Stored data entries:

------------------------------------------------------------

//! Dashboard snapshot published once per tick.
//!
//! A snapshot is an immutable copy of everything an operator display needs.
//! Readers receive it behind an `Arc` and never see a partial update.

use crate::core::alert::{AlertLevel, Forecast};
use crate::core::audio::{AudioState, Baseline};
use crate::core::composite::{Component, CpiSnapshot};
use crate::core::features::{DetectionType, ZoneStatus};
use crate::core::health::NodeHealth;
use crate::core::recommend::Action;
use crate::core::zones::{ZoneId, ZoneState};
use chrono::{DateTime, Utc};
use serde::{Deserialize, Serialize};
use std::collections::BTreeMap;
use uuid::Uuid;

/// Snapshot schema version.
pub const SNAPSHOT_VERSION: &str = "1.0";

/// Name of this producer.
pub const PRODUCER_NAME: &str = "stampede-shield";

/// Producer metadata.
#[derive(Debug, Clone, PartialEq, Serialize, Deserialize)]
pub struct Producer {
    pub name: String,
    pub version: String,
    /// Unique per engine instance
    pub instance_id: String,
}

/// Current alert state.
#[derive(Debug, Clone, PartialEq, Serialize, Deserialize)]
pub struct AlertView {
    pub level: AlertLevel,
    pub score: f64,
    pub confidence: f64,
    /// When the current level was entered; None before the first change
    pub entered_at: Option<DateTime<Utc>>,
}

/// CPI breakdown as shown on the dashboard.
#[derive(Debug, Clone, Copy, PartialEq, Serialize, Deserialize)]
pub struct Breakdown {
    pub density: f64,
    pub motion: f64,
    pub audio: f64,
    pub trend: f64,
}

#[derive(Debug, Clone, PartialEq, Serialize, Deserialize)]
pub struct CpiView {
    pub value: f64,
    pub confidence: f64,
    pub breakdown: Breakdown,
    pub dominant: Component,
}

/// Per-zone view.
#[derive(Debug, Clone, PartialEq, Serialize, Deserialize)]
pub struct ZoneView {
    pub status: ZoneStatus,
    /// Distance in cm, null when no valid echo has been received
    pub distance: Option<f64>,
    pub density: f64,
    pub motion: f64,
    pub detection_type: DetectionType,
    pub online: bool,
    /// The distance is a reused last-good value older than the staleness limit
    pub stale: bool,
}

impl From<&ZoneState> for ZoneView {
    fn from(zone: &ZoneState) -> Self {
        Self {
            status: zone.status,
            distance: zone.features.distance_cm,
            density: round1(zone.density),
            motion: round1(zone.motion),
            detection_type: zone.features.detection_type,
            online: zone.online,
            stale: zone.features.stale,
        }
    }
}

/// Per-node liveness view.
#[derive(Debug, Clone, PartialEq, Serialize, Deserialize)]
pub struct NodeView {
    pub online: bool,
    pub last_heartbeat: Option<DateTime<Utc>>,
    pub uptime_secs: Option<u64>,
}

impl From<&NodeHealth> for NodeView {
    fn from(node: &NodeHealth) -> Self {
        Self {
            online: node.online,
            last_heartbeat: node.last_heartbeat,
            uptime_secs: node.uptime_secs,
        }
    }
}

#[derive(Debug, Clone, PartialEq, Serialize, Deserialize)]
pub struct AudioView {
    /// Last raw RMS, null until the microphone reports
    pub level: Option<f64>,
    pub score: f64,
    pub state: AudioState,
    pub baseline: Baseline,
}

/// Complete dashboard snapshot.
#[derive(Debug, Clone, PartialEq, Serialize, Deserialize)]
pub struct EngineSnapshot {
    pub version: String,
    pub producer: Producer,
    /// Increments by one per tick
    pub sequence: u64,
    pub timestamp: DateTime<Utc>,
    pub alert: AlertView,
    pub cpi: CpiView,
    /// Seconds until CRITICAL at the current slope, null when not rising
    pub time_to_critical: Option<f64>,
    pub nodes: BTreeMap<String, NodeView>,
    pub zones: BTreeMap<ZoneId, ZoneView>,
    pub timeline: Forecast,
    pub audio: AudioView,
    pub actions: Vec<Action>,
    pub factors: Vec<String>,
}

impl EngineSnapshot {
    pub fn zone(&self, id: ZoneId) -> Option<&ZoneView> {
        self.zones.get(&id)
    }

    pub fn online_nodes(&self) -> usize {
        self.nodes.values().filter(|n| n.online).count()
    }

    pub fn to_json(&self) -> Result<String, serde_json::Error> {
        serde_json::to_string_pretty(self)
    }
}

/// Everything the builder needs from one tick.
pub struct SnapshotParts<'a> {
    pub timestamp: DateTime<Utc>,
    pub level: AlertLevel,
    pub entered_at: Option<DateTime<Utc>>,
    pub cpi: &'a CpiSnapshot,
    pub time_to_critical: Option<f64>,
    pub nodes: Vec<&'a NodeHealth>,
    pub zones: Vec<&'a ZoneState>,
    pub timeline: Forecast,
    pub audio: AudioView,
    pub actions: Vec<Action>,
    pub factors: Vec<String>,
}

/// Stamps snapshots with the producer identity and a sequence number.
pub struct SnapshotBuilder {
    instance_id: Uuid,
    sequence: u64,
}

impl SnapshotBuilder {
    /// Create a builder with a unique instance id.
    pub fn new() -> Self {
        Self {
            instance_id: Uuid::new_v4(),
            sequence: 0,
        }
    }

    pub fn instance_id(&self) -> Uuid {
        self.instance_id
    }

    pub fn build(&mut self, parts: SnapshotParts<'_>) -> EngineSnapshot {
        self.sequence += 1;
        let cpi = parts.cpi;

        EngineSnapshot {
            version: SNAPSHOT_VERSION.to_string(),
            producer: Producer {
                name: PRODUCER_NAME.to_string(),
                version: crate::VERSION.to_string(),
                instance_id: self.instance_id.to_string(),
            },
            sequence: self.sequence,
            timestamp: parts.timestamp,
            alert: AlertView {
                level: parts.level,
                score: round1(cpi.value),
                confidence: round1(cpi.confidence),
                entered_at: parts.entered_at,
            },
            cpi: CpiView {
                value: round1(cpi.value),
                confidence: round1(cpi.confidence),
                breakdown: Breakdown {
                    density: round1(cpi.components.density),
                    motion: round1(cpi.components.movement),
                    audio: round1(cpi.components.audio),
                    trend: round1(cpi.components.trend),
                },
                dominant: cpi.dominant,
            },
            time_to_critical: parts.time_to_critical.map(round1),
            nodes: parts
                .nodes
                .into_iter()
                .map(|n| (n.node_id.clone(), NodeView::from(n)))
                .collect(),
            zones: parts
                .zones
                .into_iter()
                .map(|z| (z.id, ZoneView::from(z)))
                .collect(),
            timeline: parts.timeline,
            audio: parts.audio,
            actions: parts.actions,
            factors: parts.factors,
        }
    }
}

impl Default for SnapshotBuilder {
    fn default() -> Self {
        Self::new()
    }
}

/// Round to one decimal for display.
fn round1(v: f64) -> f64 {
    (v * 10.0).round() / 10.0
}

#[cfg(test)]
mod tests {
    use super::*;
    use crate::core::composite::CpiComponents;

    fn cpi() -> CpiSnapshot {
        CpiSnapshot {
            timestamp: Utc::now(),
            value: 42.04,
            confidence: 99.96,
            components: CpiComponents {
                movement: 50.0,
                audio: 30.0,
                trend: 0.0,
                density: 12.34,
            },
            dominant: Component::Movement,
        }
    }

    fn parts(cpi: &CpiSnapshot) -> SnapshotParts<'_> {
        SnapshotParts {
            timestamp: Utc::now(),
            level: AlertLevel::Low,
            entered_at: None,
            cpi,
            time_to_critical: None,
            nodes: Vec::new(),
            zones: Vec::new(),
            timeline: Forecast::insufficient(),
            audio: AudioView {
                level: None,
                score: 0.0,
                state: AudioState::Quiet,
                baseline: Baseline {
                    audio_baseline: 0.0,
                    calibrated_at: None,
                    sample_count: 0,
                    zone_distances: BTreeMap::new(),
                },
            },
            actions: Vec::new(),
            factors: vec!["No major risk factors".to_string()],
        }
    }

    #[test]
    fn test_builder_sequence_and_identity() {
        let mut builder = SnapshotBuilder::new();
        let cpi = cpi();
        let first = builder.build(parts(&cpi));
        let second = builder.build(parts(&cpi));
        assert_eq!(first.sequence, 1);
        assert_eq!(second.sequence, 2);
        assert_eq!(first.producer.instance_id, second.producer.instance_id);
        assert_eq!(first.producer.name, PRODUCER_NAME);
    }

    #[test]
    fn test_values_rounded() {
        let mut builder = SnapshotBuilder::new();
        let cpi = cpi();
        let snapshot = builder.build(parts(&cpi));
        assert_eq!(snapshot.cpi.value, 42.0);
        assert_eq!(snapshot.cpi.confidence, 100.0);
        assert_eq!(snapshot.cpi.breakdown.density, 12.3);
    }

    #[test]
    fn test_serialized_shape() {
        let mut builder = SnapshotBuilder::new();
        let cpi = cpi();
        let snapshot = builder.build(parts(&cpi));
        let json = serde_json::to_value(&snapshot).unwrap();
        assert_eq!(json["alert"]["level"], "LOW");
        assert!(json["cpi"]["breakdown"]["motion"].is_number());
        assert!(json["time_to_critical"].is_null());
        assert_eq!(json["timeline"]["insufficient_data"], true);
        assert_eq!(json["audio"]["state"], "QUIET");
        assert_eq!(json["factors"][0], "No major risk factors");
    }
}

------------------------------------------------------------

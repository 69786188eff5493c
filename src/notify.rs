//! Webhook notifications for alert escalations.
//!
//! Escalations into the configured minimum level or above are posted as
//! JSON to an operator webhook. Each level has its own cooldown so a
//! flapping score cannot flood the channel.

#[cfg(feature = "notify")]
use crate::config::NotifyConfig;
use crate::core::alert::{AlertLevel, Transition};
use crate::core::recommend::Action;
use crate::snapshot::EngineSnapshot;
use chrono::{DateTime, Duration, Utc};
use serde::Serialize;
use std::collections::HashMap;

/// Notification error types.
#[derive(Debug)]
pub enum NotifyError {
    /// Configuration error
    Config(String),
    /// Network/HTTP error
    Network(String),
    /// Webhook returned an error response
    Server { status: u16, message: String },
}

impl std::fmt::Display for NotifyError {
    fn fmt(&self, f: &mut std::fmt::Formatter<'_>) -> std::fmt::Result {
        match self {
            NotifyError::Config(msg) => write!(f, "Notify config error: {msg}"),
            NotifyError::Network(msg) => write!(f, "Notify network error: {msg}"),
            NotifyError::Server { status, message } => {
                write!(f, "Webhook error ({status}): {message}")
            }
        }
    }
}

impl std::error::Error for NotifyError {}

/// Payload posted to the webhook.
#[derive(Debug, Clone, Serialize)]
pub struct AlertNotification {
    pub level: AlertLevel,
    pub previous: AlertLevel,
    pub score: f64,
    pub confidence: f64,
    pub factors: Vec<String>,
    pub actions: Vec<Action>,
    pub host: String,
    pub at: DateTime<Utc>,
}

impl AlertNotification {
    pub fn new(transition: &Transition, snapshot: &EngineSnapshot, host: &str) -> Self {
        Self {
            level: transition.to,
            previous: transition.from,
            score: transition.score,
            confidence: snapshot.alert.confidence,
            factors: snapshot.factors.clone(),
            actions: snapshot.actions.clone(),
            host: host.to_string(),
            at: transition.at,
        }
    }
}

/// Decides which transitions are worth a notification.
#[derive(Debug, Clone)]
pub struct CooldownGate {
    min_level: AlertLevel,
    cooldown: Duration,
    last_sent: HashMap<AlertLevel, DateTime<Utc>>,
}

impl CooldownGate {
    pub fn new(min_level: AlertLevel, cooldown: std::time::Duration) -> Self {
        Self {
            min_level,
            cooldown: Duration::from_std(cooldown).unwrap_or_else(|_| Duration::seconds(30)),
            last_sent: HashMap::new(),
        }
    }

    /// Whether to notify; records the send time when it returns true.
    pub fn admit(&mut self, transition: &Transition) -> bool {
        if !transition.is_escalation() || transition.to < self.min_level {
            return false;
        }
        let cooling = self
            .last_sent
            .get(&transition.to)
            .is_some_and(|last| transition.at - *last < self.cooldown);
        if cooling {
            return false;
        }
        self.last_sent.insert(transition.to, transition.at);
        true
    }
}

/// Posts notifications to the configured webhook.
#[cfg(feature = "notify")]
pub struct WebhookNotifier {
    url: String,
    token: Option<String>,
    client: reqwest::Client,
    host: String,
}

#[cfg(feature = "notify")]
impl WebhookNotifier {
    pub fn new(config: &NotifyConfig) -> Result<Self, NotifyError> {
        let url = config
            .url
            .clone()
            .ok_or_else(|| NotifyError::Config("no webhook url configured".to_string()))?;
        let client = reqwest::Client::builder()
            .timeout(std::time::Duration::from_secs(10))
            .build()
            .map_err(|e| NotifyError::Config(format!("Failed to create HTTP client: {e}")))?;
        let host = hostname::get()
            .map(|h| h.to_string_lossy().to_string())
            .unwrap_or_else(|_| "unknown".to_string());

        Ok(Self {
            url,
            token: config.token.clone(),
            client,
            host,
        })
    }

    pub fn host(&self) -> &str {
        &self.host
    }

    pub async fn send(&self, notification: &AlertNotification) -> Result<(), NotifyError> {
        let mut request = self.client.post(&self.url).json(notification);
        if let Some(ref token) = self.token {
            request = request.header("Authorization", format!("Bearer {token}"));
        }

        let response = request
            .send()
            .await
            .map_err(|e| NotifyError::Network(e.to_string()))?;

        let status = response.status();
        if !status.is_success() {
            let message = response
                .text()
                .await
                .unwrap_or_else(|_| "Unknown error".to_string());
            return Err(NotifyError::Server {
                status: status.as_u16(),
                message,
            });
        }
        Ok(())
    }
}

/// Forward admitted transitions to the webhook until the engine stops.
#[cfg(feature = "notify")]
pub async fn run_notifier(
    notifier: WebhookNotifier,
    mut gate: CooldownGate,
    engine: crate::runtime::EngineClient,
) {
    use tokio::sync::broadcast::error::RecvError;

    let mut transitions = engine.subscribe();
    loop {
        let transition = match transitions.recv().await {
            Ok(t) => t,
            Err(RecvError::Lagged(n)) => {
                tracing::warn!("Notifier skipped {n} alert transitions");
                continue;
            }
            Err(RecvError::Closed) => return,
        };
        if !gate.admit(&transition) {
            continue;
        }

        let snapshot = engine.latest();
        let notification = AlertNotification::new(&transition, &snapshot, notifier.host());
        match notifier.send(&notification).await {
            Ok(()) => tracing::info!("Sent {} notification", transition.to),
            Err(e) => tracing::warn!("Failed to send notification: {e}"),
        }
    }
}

------------------------------------------------------------

DESCRIPTION OF THE TASK
In the data above, find the line that contains "once per tick." and the line that contains "pub const SNAPSHOT_VERSION: &str". Repeat exactly those lines and every line between them, and only those.

EXERCISE OUTPUT
//! Dashboard snapshot published once per tick.
//!
//! A snapshot is an immutable copy of everything an operator display needs.
//! Readers receive it behind an `Arc` and never see a partial update.

use crate::core::alert::{AlertLevel, Forecast};
use crate::core::audio::{AudioState, Baseline};
use crate::core::composite::{Component, CpiSnapshot};
use crate::core::features::{DetectionType, ZoneStatus};
use crate::core::health::NodeHealth;
use crate::core::recommend::Action;
use crate::core::zones::{ZoneId, ZoneState};
use chrono::{DateTime, Utc};
use serde::{Deserialize, Serialize};
use std::collections::BTreeMap;
use uuid::Uuid;

/// Snapshot schema version.
pub const SNAPSHOT_VERSION: &str = "1.0";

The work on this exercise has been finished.